Et, sur scène, 5 jeunes comédiens qui ont une force de conviction étonnante. « À travers le conte philosophique voltairien, nous voulions raconter une histoire pour les étranges enfants du XXIe que nous sommes. Car davantage que l’optimisme de notre temps, en rupture avec l’optimisme religieux du XVIIIe, c’est notre pessimisme que Candide nous apprend à interroger et à « organiser » pour reprendre la célèbre formule de Walter Benjamin. C’est-à-dire cesser de répéter la dégradation et l’anéantissement pour entrevoir autre chose. Quelque chose de ténu, de minuscule d’invisible presque à l’œil nu. Et qui tremble. » (Maëlle Poésy, mise en scène, et Kevin Keiss, dramaturgie)
En prologue, devant un rideau de scène, les cinq comédiens deviennent peu à peu les personnages principaux (Pangloss, Candide, le baron, Cunégonde sa fille, son fils) à la fois en revêtant leurs habits, quittant la scène civile pour endosser la scène théâtrale, et, via le texte de Voltaire, présentant les personnages, leur relations entre eux, jusqu’au moment où Candide est expulsé du château de Thunder-ten-tronckh.

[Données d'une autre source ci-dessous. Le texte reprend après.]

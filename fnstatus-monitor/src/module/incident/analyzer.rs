use chrono::{DateTime, Utc};
use fnstatus_common::Incident;

use crate::module::text::truncate_chars;

/// Longest update excerpt shown before truncation
pub const LATEST_UPDATE_MAX_CHARS: usize = 100;

/// Resolved iff `resolved_at` is set (non-empty) or the status is `resolved`.
pub fn is_resolved(incident: &Incident) -> bool {
    let has_resolved_at = incident
        .resolved_at
        .as_deref()
        .is_some_and(|s| !s.is_empty());
    has_resolved_at || incident.status == "resolved"
}

/// Split incidents into `(active, resolved)`, keeping input order.
pub fn partition(incidents: &[Incident]) -> (Vec<&Incident>, Vec<&Incident>) {
    let (resolved, active): (Vec<&Incident>, Vec<&Incident>) =
        incidents.iter().partition(|i| is_resolved(i));
    (active, resolved)
}

/// Newest-resolved first, at most `limit`.
///
/// Compares the raw `resolved_at` strings (ISO-8601 sorts lexically); a
/// missing value sorts as the empty string, i.e. earliest. The sort is
/// stable, so ties keep input order.
pub fn recent_resolved<'a>(resolved: &[&'a Incident], limit: usize) -> Vec<&'a Incident> {
    let mut sorted = resolved.to_vec();
    sorted.sort_by(|a, b| {
        let a = a.resolved_at.as_deref().unwrap_or("");
        let b = b.resolved_at.as_deref().unwrap_or("");
        b.cmp(a)
    });
    sorted.truncate(limit);
    sorted
}

/// Body of the newest update, cut to 100 chars with `...` when longer.
pub fn latest_update(incident: &Incident) -> Option<String> {
    let body = &incident.updates.first()?.body;
    Some(truncate_chars(body, LATEST_UPDATE_MAX_CHARS))
}

/// Whether the name or any update body mentions one of `keywords`.
///
/// Case-insensitive. Checks the name first, then updates in order, and
/// stops at the first hit.
pub fn matches_keywords<S: AsRef<str>>(incident: &Incident, keywords: &[S]) -> bool {
    let keywords: Vec<String> = keywords.iter().map(|k| k.as_ref().to_lowercase()).collect();
    let mentions = |text: &str| {
        let text = text.to_lowercase();
        keywords.iter().any(|k| text.contains(k.as_str()))
    };

    mentions(&incident.name) || incident.updates.iter().any(|u| mentions(&u.body))
}

/// `YYYY-MM-DD HH:MM UTC`, or the raw string when it does not parse.
pub fn format_resolved_time(raw: &str) -> String {
    match DateTime::parse_from_rfc3339(raw) {
        Ok(dt) => dt.with_timezone(&Utc).format("%Y-%m-%d %H:%M UTC").to_string(),
        Err(_) => raw.to_string(),
    }
}

#[cfg(test)]
mod tests {
    use super::*;
    use fnstatus_common::IncidentUpdate;

    fn incident(name: &str, status: &str, resolved_at: Option<&str>) -> Incident {
        Incident {
            name: name.to_string(),
            status: status.to_string(),
            resolved_at: resolved_at.map(str::to_string),
            ..Default::default()
        }
    }

    fn with_updates(mut incident: Incident, bodies: &[&str]) -> Incident {
        incident.updates = bodies
            .iter()
            .map(|b| IncidentUpdate {
                body: b.to_string(),
                ..Default::default()
            })
            .collect();
        incident
    }

    #[test]
    fn test_partition() {
        let incidents = vec![
            incident("Login issues", "investigating", None),
            incident("Store outage", "resolved", None),
            incident("Matchmaking", "monitoring", Some("2024-03-01T10:00:00Z")),
            incident("Empty resolved_at", "identified", Some("")),
        ];

        let (active, resolved) = partition(&incidents);
        let active: Vec<&str> = active.iter().map(|i| i.name.as_str()).collect();
        let resolved: Vec<&str> = resolved.iter().map(|i| i.name.as_str()).collect();

        assert_eq!(active, vec!["Login issues", "Empty resolved_at"]);
        assert_eq!(resolved, vec!["Store outage", "Matchmaking"]);
    }

    #[test]
    fn test_recent_resolved_orders_by_resolution_time() {
        let a = incident("A", "resolved", Some("2024-01-01"));
        let b = incident("B", "resolved", Some("2024-03-01"));
        let recent = recent_resolved(&[&a, &b], 1);
        assert_eq!(recent.len(), 1);
        assert_eq!(recent[0].name, "B");
    }

    #[test]
    fn test_recent_resolved_missing_sorts_last_and_ties_keep_order() {
        let missing = incident("missing", "resolved", None);
        let first = incident("first", "resolved", Some("2024-02-01T00:00:00Z"));
        let second = incident("second", "resolved", Some("2024-02-01T00:00:00Z"));
        let newest = incident("newest", "resolved", Some("2024-05-01T00:00:00Z"));

        let recent = recent_resolved(&[&missing, &first, &second, &newest], 10);
        let names: Vec<&str> = recent.iter().map(|i| i.name.as_str()).collect();
        assert_eq!(names, vec!["newest", "first", "second", "missing"]);
    }

    #[test]
    fn test_latest_update_truncation() {
        let short = with_updates(incident("x", "investigating", None), &["newest", "older"]);
        assert_eq!(latest_update(&short).as_deref(), Some("newest"));

        let exact = "a".repeat(100);
        let inc = with_updates(incident("x", "investigating", None), &[exact.as_str()]);
        assert_eq!(latest_update(&inc).unwrap(), exact);

        let long = "é".repeat(150);
        let inc = with_updates(incident("x", "investigating", None), &[long.as_str()]);
        let latest = latest_update(&inc).unwrap();
        assert!(latest.ends_with("..."));
        assert_eq!(latest.chars().count(), 103);

        let none = incident("x", "investigating", None);
        assert_eq!(latest_update(&none), None);
    }

    #[test]
    fn test_matches_keywords() {
        let keywords = ["anti", "cheat", "eac", "anticheat"];

        let by_name = incident("Easy Anti-Cheat login failures", "investigating", None);
        assert!(matches_keywords(&by_name, &keywords));

        let by_update = with_updates(
            incident("Players disconnected", "identified", None),
            &["Unrelated", "The EAC service is being restarted"],
        );
        assert!(matches_keywords(&by_update, &keywords));

        let unrelated = with_updates(
            incident("Store slow", "monitoring", None),
            &["Purchases are slow"],
        );
        assert!(!matches_keywords(&unrelated, &keywords));
    }

    #[test]
    fn test_format_resolved_time() {
        assert_eq!(
            format_resolved_time("2024-03-01T10:15:30.123Z"),
            "2024-03-01 10:15 UTC"
        );
        assert_eq!(
            format_resolved_time("2024-03-01T12:15:30+02:00"),
            "2024-03-01 10:15 UTC"
        );
        assert_eq!(format_resolved_time("yesterday"), "yesterday");
    }
}
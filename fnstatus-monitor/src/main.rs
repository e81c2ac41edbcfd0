use std::io;
use std::process::ExitCode;
use std::sync::Arc;

use crossterm::style::Stylize;

use fnstatus_monitor::cli::{self, Invocation};
use fnstatus_monitor::config::{self, MonitorConfig};
use fnstatus_monitor::logging;
use fnstatus_monitor::module::fetcher::HttpFetcher;
use fnstatus_monitor::module::report::ReportAssembler;
use fnstatus_monitor::module::scheduled::{Monitor, RunMode, RunOutcome};

#[tokio::main]
async fn main() -> ExitCode {
    // Load configuration
    let config = match config::read_config() {
        Ok(config) => config,
        Err(e) => {
            eprintln!("{}", format!("Failed to load configuration: {:#}", e).red());
            return ExitCode::FAILURE;
        }
    };

    let (mode, warning) = match cli::parse_args(std::env::args_os(), config.default_interval_secs) {
        Invocation::Help(text) => {
            println!("{}", text);
            return ExitCode::SUCCESS;
        }
        Invocation::Run { mode, warning } => (mode, warning),
    };

    // Initialize logging
    let _logging_guard = logging::init_logging(&config.log_dir, "fnstatus", &config.log_level)
        .inspect_err(|e| eprintln!("Logging disabled: {:#}", e))
        .ok();

    tracing::info!("fnstatus starting ({:?})", mode);

    if let Some(warning) = warning {
        tracing::warn!("{}", warning);
        println!("{}", warning.as_str().yellow());
    }

    match run(config, mode).await {
        Ok(RunOutcome::Completed) => ExitCode::SUCCESS,
        Ok(RunOutcome::Interrupted) => {
            tracing::info!("Shutdown signal received.");
            println!("\n{}", "Monitoring stopped by user. Goodbye!".yellow());
            ExitCode::SUCCESS
        }
        Err(e) => {
            tracing::error!("Monitor failed: {:#}", e);
            println!("\n{}", format!("Unexpected error: {:#}", e).red());
            ExitCode::FAILURE
        }
    }
}

async fn run(config: &MonitorConfig, mode: RunMode) -> anyhow::Result<RunOutcome> {
    let fetcher = HttpFetcher::new(&config.user_agent)?;
    let assembler = ReportAssembler::new(Arc::new(fetcher), config.clone());

    let mut monitor = Monitor::new(assembler, io::stdout());
    monitor.run(mode).await
}
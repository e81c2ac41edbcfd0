pub mod fetcher;
pub mod incident;
pub mod promo;
pub mod renderer;
pub mod report;
pub mod scheduled;
pub mod status;
pub mod text;
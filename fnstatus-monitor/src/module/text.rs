/// Keep the first `max` chars, appending `...` only when something was cut.
pub fn truncate_chars(s: &str, max: usize) -> String {
    match s.char_indices().nth(max) {
        Some((byte_idx, _)) => format!("{}...", &s[..byte_idx]),
        None => s.to_string(),
    }
}

/// Upper-case the first letter of every alphabetic run, lower-case the rest.
///
/// `"investigating"` -> `"Investigating"`, `"in_progress"` -> `"In_Progress"`.
pub fn title_case(s: &str) -> String {
    let mut out = String::with_capacity(s.len());
    let mut at_word_start = true;

    for c in s.chars() {
        if c.is_alphabetic() {
            if at_word_start {
                out.extend(c.to_uppercase());
            } else {
                out.extend(c.to_lowercase());
            }
            at_word_start = false;
        } else {
            out.push(c);
            at_word_start = true;
        }
    }
    out
}
//! Wire model shared by the fnstatus crates.
//!
//! Mirrors the JSON served by the Epic Games status page (a Statuspage v2
//! API) and by the store's free-games promotions endpoint. Decoding is
//! lenient: absent or `null` fields take their default so one odd record
//! never fails a whole response.

mod de;
pub mod statuspage;
pub mod store;

pub use statuspage::{
    ComponentsResponse, CurrentStatusResponse, Impact, Incident, IncidentUpdate,
    IncidentsResponse, PageInfo, StatusComponent, StatusIndicator, SummaryResponse,
};
pub use store::{DiscountSetting, FreeGamesResponse, Game, OfferSet, PromotionOffer, Promotions};
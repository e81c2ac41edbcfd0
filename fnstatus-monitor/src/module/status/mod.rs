mod classifier;
mod matcher;
mod state;

pub use classifier::{Classification, OverallHealth, Tier, Transition, classify, detect_transition};
pub use matcher::find_component;
pub use state::MonitorState;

Puis Candide traverse ses épreuves, dans une mise en scène rapide, épurée, efficace : il ne s’agit pas de « moderniser » ce conte, mais de mettre en perspective l’intemporalité de la fable. Que nous avons aussi nos tribunaux d’inquisition, nos Grands qui, sous couvert de moralité, abusent de la crédulité du peuple ? Et tout ça avec une légèreté couplée avec une nervosité qui fait que jamais nous ne tombons dans l’ennui de ce qui pourrait être une répétitivité de passer d’un voyage à un autre.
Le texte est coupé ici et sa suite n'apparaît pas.